Facial Recognition Technology and Legal Restrictions 

Facial Recognition Technology

If a person’s birthdate, social security number, health records, and bank account numbers are protected somewhat by privacy laws, why not images of his face?

For now, facial recognition can be used to unlock technology such as iPhones, to match people with their passport identifications for airport security, and to verify identity for entry to secure facilities like military bases and research facilities. Most of those uses are consensual and limited and created with the knowledge of the individual.

Each face has a unique set of characteristics. When paired with other data that can be accessed through public databases, it’s possible to create a nearly-complete composite of an individual, including where he can be found. It isn’t difficult, given the information lost in cyber attacks on financial databases like Experian, to create a realistic fake I.D. or passport with a headshot found in a facial recognition database.  Add in some of the latest cutting-edge video editing technology and we’re teetering on the edge of a dystopian novel-turned-reality.

Indeed, many people are finding out too late that their personal photos have been scraped from cloud storage sites like Flikr to benefit a commercial facial recognition database – or that your neighbor’s Nest doorbell identifies you when you walk past, or that airlines are able to access Homeland Security’s facial recognition database in lieu of boarding passes. Even legislators were alarmed about the potential of identity theft when a government contractor’s database of faces and related license plates was hacked and thousands of images stolen. Suddenly, the Fourth Amendment to the U.S. Constitution, which promises a right to privacy, as well as the First Amendment’s freedom of speech and association, are being tested against the latest technologies.

One source says that half of all American adults are identifiable by facial recognition databases. That included the 4,000 people arrested by New York authorities when they researched fake driver’s licenses by comparing the photos and finding multiple duplicates.

Laws Governing Facial Recognition

There are currently few laws governing the use of facial recognition databases and technology in the U.S., even in courtrooms. At least 16 states share driver’s license photos with the F.B.I. for their searchable database. The technology has been used at big events like the Super Bowl to scan crowds for wanted criminals and terrorists but is also being used commercially, and usually without the individual’s knowledge or consent.

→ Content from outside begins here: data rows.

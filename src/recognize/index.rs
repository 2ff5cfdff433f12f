/// Best identity for a probe embedding.
#[derive(Clone, Debug, PartialEq)]
pub struct IndexMatch {
    pub name: String,
    pub similarity: f32,
}

/// Nearest-identity search over enrolled embeddings.
///
/// The matcher only depends on this trait, so an approximate index can replace
/// the linear scan in [`IdentitySnapshot`](super::store::IdentitySnapshot)
/// without touching recognition.
pub trait IdentityIndex: Send + Sync {
    /// Highest-similarity identity among vectors of the probe's dimension, or
    /// `None` when nothing is comparable.
    fn best_match(&self, probe: &[f32]) -> Option<IndexMatch>;

    /// Number of indexed vectors.
    fn len(&self) -> usize;

    fn is_empty(&self) -> bool {
        self.len() == 0
    }
}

Europeans may have their right to digital privacy – and possibly getting their images scrubbed from commercial (but not government) databases – covered under the General Data Protection Regulation (GDPR) laws, but Americans do not. However, that privacy act may not extend to law enforcement, as a dispatch published by Time magazine reported, when police in a town near London (where there are as many as 500 security cameras recording peoples’ everyday movements)  forcibly photographed a man and give him a misdemeanor fine for covering his face rather than allowing cameras to capture his image.

In the U.S., California is leading the charge for biometric privacy, including fingerprint, voice recognition, retinal scans, and facial recognition data. Called the California Consumer Privacy Act (CCPA) it is similar to the GDPR in that individuals are in charge of their personal data. Under this law the data cannot be collected without express consent, and it cannot be retained by companies that do not have a relationship with the individual. It takes effect in January 2020. Since the creation of this law, San Francisco has enacted local legislation that prohibits nonconsensual collection and use of biometric data, including facial recognition by the police.

Illinois, Washington, and Texas have Biometric Information Privacy Act laws that require express consent to collection of personal data, secure storage, and a requirement for destroying the data. Illinois’ law allows individuals to sue for damages if such data is misused.

Big Data Sees Opportunities

Facial Recognition Laws By State

Companies like Amazon are touting their technology to investors and customers as tools for verifying identity of mobile banking users, indexing image files, locating human trafficking victims, and for nabbing wanted criminals. What they could sell widely is the opportunity for businesses to use facial recognition to identify special categories of customers, information that may be used to match the customer with public records and social media information to create a profile including income, age, and shopping habits.

Pitfalls of Facial Recognition

In reality nascent facial recognition technology still turns out many erroneous matches, particularly for people of color. It was used to try a man on a drug charge in Florida although his attorneys discovered that the photo police discovered through facial recognition technology had a low probability of being accurate. Regardless, the state of Florida has more than 200 law enforcement officials employing sketchy facial recognition matches that could put people in prison despite complaints from civil rights organizations like the ACLU.

Another young man was arrested and charged in Boston with theft from an Apple store on a day when he was at his high school prom. He filed a $1 billion lawsuit charging that Apple misidentified him as the person who stole items from stores in New York and Boston. The store’s facial recognition technology matched the face of the thief with the wrong person’s identification, he claims, causing him anxiety and pain when he was accused.